Post-Eid, A Spiced Up Political Agenda Is Coming Up

Post-Eid, A Spiced Up Political Agenda Is Coming Up

Author

Pakistanis love a good political battle. It’s the national blood sport. The better part of any given year is spent in fierce arguments over ideology, policy and slights real or imagined. The principal grouse, of course, is the performance of government.

A country with over 120 political parties registered with the Election Commission of Pakistan and with six national and provincial legislatures comprising over 446 senators or members of the national assembly and 749 members of four provincial assemblies, there’s never a shortage of public representatives angry about something or the other and motivated enough to make Pakistani democracy a real racket.

But nothing comes in the way, not even politics, of Pakistanis enjoying their Eid holiday. Eid-al-Fitr is the great equalizer and serves as the Big Pause in the political din. Battles cease, cudgels are dropped, and political foes forego bitterness. Many exchange sweets and greetings.
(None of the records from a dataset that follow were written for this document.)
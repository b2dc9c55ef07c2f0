use super::{IdentityProviderBaseModel, IdentityProviderModel};
use crate::resources::non_empty;
use crate::schema::{Attribute, Schema};
use keycloak_domain::domain::{
    entities::{IdentityProvider, IdentityProviderConfig, MicrosoftConfig},
    errors::DomainResult,
};
use serde::{Deserialize, Serialize};

const DEFAULT_SCOPES: &str = "openid profile email";

#[derive(Debug, Clone, Default, PartialEq, Serialize, Deserialize)]
#[serde(default)]
pub struct MicrosoftIdentityProviderModel {
    #[serde(flatten)]
    pub base: IdentityProviderBaseModel,
    pub client_id: String,
    pub client_secret: String,
    pub tenant_id: Option<String>,
    pub accepts_prompt_none_forward_from_client: bool,
    pub default_scopes: Option<String>,
}

impl IdentityProviderModel for MicrosoftIdentityProviderModel {
    const TYPE_NAME: &'static str = "keycloak_oidc_microsoft_identity_provider";

    fn specific_schema() -> Schema {
        Schema::new("A Microsoft identity provider")
            .attribute("alias", Attribute::string().default("microsoft").force_new())
            .attribute("client_id", Attribute::string().required())
            .attribute("client_secret", Attribute::string().required().sensitive())
            .attribute(
                "tenant_id",
                Attribute::string().describe("Restricts sign-in to one Azure AD tenant"),
            )
            .attribute(
                "accepts_prompt_none_forward_from_client",
                Attribute::bool().default(false),
            )
            .attribute("default_scopes", Attribute::string().default(DEFAULT_SCOPES))
    }

    fn base(&self) -> &IdentityProviderBaseModel {
        &self.base
    }

    fn base_mut(&mut self) -> &mut IdentityProviderBaseModel {
        &mut self.base
    }

    fn provider_id(&self) -> String {
        "microsoft".to_string()
    }

    fn to_config(&self) -> DomainResult<IdentityProviderConfig> {
        Ok(IdentityProviderConfig::Microsoft(MicrosoftConfig {
            common: self.base.common_config(),
            client_id: self.client_id.clone(),
            client_secret: self.client_secret.clone(),
            tenant_id: non_empty(self.tenant_id.clone()),
            accepts_prompt_none_forward_from_client: self.accepts_prompt_none_forward_from_client,
            default_scope: non_empty(self.default_scopes.clone())
                .unwrap_or_else(|| DEFAULT_SCOPES.to_string()),
            extra_config: self.base.extra_config.clone(),
        }))
    }

    fn from_entity(idp: &IdentityProvider) -> Option<Self> {
        let IdentityProviderConfig::Microsoft(config) = &idp.config else {
            return None;
        };

        Some(Self {
            base: IdentityProviderBaseModel::from_entity(idp, &config.common, &config.extra_config),
            client_id: config.client_id.clone(),
            client_secret: config.client_secret.clone(),
            tenant_id: config.tenant_id.clone(),
            accepts_prompt_none_forward_from_client: config.accepts_prompt_none_forward_from_client,
            default_scopes: Some(config.default_scope.clone()),
        })
    }
}
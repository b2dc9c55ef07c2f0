//! Serde adapter for booleans that Keycloak stores as strings.
//!
//! Identity-provider config and the realm SMTP settings are flat
//! `string -> string` maps on the Keycloak side, so a flag travels as
//! `"true"` / `"false"`. Use it per field:
//!
//! ```
//! use serde::{Deserialize, Serialize};
//! use keycloak_domain::domain::values::quoted_bool;
//!
//! #[derive(Serialize, Deserialize)]
//! struct Config {
//!     #[serde(with = "quoted_bool", default)]
//!     hide_on_login_page: bool,
//! }
//!
//! let json = serde_json::to_string(&Config { hide_on_login_page: true }).unwrap();
//! assert_eq!(json, r#"{"hide_on_login_page":"true"}"#);
//! ```
//!
//! Reads accept `"true"`, `"false"`, the empty string (false) and native JSON
//! booleans.

use serde::de::{self, Visitor};
use serde::{Deserializer, Serializer};
use std::fmt;

pub fn serialize<S>(value: &bool, serializer: S) -> Result<S::Ok, S::Error>
where
    S: Serializer,
{
    serializer.serialize_str(if *value { "true" } else { "false" })
}

pub fn deserialize<'de, D>(deserializer: D) -> Result<bool, D::Error>
where
    D: Deserializer<'de>,
{
    deserializer.deserialize_any(QuotedBoolVisitor)
}

/// Parses the string form; `None` for anything that is not a boolean.
pub fn parse(value: &str) -> Option<bool> {
    match value.trim() {
        "" => Some(false),
        v if v.eq_ignore_ascii_case("true") => Some(true),
        v if v.eq_ignore_ascii_case("false") => Some(false),
        _ => None,
    }
}

pub fn to_string(value: bool) -> String {
    value.to_string()
}

struct QuotedBoolVisitor;

impl<'de> Visitor<'de> for QuotedBoolVisitor {
    type Value = bool;

    fn expecting(&self, formatter: &mut fmt::Formatter) -> fmt::Result {
        formatter.write_str("a boolean or one of the strings \"true\", \"false\", \"\"")
    }

    fn visit_bool<E: de::Error>(self, value: bool) -> Result<bool, E> {
        Ok(value)
    }

    fn visit_str<E: de::Error>(self, value: &str) -> Result<bool, E> {
        parse(value).ok_or_else(|| E::invalid_value(de::Unexpected::Str(value), &self))
    }

    fn visit_unit<E: de::Error>(self) -> Result<bool, E> {
        Ok(false)
    }

    fn visit_none<E: de::Error>(self) -> Result<bool, E> {
        Ok(false)
    }
}

/// Same encoding for `Option<bool>`; `None` is left out by the caller via
/// `skip_serializing_if`.
pub mod option {
    use super::QuotedBoolVisitor;
    use serde::de::{self, Visitor};
    use serde::{Deserializer, Serializer};
    use std::fmt;

    pub fn serialize<S>(value: &Option<bool>, serializer: S) -> Result<S::Ok, S::Error>
    where
        S: Serializer,
    {
        match value {
            Some(v) => super::serialize(v, serializer),
            None => serializer.serialize_none(),
        }
    }

    pub fn deserialize<'de, D>(deserializer: D) -> Result<Option<bool>, D::Error>
    where
        D: Deserializer<'de>,
    {
        struct OptionVisitor;

        impl<'de> Visitor<'de> for OptionVisitor {
            type Value = Option<bool>;

            fn expecting(&self, formatter: &mut fmt::Formatter) -> fmt::Result {
                formatter.write_str("an optional quoted boolean")
            }

            fn visit_none<E: de::Error>(self) -> Result<Self::Value, E> {
                Ok(None)
            }

            fn visit_unit<E: de::Error>(self) -> Result<Self::Value, E> {
                Ok(None)
            }

            fn visit_some<D2>(self, deserializer: D2) -> Result<Self::Value, D2::Error>
            where
                D2: Deserializer<'de>,
            {
                deserializer.deserialize_any(QuotedBoolVisitor).map(Some)
            }
        }

        deserializer.deserialize_option(OptionVisitor)
    }
}

#[cfg(test)]
mod tests {
    use serde::{Deserialize, Serialize};

    #[derive(Debug, Serialize, Deserialize, PartialEq)]
    struct Flags {
        #[serde(with = "super", default)]
        enabled: bool,
        #[serde(
            with = "super::option",
            default,
            skip_serializing_if = "Option::is_none"
        )]
        optional: Option<bool>,
    }

    #[test]
    fn writes_strings() {
        let json = serde_json::to_value(Flags {
            enabled: false,
            optional: Some(true),
        })
        .unwrap();
        assert_eq!(json, serde_json::json!({"enabled": "false", "optional": "true"}));
    }

    #[test]
    fn reads_strings_empty_and_native_bools() {
        let flags: Flags = serde_json::from_str(r#"{"enabled":"true"}"#).unwrap();
        assert!(flags.enabled);
        assert_eq!(flags.optional, None);

        let flags: Flags = serde_json::from_str(r#"{"enabled":"","optional":false}"#).unwrap();
        assert!(!flags.enabled);
        assert_eq!(flags.optional, Some(false));

        let flags: Flags = serde_json::from_str(r#"{"enabled":true}"#).unwrap();
        assert!(flags.enabled);
    }

    #[test]
    fn rejects_non_boolean_strings() {
        assert!(serde_json::from_str::<Flags>(r#"{"enabled":"yes"}"#).is_err());
    }
}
Still, one must not be fooled by the sudden political hush. The post-Eid political agenda is looking formidable and Pakistan will soon find itself engulfed in generate tumult. The annual national budget comprising an unprecedented pack of steep taxes – the highest in the country’s history by the government’s own admission – is expected to provide the opposition with the perfect foil to attack an increasingly unpopular government. 

A spectacular inability to stem the free-fall of a faltering economy – as evinced in record dips in economic growth, exports and tax collection as well as record highs in fiscal deficit, imports and domestic and external borrowings – is not the only opportunity that a beleaguered Imran Khan government is providing an increasingly strident opposition to beat it with.

The protracted and immensely controversial accountability drive against the main leaders of former ruling parties, Bilawal Bhutto’s PPP and Nawaz Sharif’s PML-N, has generated enough critical mass of personal pain to transform it from a process-focused justice attempt to an existential political crisis. This will change everything.

The post-Eid political agenda is looking formidable and Pakistan will soon find itself engulfed in generate tumult. The annual national budget comprising an unprecedented pack of steep taxes.

Adnan Rehmat

While many months have passed since the wound-licking by PML-N and PPP after the elections that stunningly brought Khan to power and relegated them to the margins, the only thing that had so far been going for the prime minister was the mutual hostility of the Bhutto and Sharif families. This is because they have always been rivals for Islamabad’s game of thrones.

Khan’s political inexperience in keeping his political foes divided will come back to haunt him in coming weeks and months. By keeping his army of ministers, advisors and spokespersons focused on targeting both major opposition parties instead of solely his political rival PML-N, all he has ended up doing is bring them together.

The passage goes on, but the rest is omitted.